╭──

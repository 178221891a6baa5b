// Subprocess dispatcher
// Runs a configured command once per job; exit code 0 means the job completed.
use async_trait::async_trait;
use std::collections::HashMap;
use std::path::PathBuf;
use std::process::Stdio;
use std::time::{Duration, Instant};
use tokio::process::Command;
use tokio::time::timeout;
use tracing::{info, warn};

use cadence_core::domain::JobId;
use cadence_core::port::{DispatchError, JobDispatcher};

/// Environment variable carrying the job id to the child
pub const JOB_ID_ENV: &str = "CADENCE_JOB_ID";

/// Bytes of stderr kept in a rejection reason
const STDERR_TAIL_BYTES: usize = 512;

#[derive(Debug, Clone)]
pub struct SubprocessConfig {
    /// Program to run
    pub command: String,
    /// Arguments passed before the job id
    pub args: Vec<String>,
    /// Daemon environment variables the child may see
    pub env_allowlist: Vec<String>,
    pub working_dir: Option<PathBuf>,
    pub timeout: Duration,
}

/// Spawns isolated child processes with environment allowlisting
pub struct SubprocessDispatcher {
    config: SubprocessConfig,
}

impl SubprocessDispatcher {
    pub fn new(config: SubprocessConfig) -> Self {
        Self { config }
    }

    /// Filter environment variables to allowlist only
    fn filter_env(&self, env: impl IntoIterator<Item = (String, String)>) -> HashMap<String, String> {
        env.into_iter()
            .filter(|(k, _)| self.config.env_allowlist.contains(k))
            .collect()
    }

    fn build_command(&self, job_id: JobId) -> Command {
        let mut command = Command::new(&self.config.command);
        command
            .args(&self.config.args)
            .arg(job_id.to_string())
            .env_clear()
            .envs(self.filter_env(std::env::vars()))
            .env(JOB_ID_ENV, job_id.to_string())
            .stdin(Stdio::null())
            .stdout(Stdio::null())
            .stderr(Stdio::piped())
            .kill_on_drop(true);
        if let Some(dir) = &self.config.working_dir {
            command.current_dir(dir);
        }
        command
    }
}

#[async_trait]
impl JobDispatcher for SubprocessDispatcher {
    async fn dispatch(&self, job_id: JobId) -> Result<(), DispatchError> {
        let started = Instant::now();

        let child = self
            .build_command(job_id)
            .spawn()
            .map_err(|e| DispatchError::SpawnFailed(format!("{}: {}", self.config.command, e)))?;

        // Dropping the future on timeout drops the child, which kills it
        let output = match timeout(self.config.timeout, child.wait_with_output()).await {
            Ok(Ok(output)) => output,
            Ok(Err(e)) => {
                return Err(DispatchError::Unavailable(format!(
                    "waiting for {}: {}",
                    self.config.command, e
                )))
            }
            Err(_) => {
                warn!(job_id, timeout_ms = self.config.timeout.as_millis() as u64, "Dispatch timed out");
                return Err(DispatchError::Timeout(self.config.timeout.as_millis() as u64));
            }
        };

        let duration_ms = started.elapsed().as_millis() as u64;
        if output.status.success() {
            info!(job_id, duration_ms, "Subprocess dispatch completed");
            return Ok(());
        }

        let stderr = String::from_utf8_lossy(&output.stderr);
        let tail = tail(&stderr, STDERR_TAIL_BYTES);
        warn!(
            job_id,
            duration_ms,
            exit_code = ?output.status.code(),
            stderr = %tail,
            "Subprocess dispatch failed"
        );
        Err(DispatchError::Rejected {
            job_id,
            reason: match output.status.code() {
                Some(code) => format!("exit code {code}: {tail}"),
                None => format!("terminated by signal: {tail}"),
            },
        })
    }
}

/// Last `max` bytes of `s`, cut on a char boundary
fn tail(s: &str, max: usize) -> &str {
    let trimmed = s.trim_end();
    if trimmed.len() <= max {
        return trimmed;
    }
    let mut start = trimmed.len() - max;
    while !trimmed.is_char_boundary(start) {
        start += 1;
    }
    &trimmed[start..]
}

╰──
╭──

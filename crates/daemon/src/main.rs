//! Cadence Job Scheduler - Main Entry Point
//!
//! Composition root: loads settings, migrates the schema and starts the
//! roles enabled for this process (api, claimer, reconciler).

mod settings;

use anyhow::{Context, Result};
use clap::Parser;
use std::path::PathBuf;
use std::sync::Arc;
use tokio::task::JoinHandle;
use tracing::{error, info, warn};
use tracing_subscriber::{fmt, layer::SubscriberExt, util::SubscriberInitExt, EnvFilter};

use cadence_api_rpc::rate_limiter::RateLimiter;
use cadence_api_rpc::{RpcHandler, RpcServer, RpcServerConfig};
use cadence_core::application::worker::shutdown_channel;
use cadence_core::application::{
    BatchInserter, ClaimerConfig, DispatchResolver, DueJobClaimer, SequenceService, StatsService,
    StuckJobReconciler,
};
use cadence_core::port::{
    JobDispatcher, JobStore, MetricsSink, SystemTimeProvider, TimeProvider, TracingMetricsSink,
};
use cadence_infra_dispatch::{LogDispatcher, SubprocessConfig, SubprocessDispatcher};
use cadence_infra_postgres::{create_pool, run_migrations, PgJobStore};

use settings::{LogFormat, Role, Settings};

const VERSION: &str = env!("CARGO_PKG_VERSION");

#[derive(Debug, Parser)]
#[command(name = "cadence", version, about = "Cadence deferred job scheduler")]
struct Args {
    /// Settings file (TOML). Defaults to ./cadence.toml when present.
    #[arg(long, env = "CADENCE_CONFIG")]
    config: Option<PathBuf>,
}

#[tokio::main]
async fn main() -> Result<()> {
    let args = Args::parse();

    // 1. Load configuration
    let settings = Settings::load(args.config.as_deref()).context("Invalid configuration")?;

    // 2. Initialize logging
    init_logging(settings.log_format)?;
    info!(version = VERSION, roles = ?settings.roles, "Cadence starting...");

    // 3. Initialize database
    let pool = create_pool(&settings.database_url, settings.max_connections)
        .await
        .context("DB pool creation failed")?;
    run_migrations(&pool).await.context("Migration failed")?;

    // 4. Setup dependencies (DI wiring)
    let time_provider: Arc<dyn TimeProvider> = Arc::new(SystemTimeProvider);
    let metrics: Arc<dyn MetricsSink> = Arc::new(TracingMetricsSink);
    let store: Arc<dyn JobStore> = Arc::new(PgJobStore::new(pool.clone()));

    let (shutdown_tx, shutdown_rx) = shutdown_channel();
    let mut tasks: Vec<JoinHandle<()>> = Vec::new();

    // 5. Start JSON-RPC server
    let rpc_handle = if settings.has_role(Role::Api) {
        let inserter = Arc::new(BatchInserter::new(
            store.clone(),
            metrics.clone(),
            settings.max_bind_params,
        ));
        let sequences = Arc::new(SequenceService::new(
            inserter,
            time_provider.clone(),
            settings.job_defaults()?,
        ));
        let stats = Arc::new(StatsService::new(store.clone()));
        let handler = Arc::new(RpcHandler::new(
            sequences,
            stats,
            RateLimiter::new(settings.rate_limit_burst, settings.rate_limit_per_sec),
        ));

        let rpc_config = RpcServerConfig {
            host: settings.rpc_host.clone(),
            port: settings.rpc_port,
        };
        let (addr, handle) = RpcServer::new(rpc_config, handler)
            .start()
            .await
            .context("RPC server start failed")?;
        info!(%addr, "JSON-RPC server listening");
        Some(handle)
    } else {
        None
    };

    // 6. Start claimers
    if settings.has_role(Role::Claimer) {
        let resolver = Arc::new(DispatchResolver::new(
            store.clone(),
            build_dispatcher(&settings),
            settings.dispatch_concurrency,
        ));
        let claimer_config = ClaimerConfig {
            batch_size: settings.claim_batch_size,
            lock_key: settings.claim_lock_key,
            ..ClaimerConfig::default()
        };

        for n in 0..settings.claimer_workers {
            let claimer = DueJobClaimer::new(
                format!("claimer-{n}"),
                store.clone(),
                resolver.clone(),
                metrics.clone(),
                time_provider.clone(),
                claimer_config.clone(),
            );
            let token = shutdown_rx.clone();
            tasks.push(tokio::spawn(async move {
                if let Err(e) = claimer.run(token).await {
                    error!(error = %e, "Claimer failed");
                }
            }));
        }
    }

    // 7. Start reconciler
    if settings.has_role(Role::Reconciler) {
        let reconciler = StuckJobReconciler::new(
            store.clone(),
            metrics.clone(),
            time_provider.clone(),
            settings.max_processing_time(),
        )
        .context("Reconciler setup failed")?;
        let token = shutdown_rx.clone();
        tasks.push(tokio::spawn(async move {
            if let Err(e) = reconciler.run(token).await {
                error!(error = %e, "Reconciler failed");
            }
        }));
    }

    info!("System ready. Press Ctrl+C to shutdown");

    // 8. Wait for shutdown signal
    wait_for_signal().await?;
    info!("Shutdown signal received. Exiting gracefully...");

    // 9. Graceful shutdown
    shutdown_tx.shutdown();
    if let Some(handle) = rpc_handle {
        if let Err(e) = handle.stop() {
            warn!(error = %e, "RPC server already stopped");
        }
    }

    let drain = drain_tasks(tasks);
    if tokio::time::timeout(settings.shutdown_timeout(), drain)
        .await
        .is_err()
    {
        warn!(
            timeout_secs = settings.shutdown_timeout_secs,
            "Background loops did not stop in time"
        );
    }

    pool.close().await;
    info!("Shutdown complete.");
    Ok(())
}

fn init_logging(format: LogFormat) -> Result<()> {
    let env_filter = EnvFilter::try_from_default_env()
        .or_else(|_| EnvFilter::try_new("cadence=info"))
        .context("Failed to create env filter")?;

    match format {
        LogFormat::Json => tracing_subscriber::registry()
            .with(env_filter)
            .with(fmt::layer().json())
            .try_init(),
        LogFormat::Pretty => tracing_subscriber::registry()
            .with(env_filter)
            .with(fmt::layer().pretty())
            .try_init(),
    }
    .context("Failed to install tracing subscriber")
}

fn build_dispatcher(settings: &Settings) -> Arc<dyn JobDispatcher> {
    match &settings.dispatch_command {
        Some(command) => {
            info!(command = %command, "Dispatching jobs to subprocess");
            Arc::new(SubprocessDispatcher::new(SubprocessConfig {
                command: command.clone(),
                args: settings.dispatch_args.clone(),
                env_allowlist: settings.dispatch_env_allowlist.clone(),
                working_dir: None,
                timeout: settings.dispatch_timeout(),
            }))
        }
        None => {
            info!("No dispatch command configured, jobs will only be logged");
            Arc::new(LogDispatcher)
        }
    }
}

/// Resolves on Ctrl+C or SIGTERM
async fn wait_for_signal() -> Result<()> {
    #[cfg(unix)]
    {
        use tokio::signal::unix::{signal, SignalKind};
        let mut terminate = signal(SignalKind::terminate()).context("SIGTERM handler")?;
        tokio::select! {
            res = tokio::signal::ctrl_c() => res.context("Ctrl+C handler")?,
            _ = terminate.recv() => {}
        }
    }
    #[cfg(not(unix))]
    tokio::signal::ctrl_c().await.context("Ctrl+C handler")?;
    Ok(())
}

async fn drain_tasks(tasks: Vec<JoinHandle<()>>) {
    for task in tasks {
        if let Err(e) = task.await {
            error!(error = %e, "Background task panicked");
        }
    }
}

╰──
╭──

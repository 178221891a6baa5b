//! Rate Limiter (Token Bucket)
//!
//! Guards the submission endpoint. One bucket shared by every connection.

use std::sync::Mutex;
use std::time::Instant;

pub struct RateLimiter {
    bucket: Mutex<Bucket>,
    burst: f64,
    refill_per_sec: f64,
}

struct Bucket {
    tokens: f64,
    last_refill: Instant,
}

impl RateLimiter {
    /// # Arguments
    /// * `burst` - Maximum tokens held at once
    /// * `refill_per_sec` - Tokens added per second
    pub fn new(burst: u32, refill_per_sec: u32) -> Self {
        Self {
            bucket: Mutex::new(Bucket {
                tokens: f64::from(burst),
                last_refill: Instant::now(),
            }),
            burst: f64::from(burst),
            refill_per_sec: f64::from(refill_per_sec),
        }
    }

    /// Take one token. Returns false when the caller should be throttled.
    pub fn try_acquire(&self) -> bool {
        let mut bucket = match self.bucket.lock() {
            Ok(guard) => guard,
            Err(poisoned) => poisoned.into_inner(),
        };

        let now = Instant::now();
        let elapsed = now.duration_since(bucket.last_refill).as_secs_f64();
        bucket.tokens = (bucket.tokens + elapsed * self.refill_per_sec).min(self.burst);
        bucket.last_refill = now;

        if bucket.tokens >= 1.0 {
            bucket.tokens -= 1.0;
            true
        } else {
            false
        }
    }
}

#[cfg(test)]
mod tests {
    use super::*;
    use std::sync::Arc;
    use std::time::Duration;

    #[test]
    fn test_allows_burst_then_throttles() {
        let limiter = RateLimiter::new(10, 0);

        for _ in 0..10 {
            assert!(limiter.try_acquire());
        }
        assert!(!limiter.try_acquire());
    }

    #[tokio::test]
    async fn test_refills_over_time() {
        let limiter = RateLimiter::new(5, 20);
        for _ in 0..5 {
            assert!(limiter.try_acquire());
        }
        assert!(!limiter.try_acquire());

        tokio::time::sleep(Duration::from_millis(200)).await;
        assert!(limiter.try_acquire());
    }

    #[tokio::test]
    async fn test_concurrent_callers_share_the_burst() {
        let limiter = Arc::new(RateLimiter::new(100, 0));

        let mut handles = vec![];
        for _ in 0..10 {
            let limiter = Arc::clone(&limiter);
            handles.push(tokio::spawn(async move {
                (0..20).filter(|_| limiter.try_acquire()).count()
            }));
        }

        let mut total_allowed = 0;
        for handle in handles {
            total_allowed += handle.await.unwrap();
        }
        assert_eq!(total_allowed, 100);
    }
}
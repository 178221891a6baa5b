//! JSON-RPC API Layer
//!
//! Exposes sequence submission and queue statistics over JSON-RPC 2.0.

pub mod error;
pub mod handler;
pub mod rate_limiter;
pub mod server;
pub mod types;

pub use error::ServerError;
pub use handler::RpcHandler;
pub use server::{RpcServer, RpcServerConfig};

╰──

> **What you will do**:
Report every line containing the string "derive" in the material.

> **Exercise solution**:
#[derive(Debug, Clone)]
#[derive(Debug, Parser)]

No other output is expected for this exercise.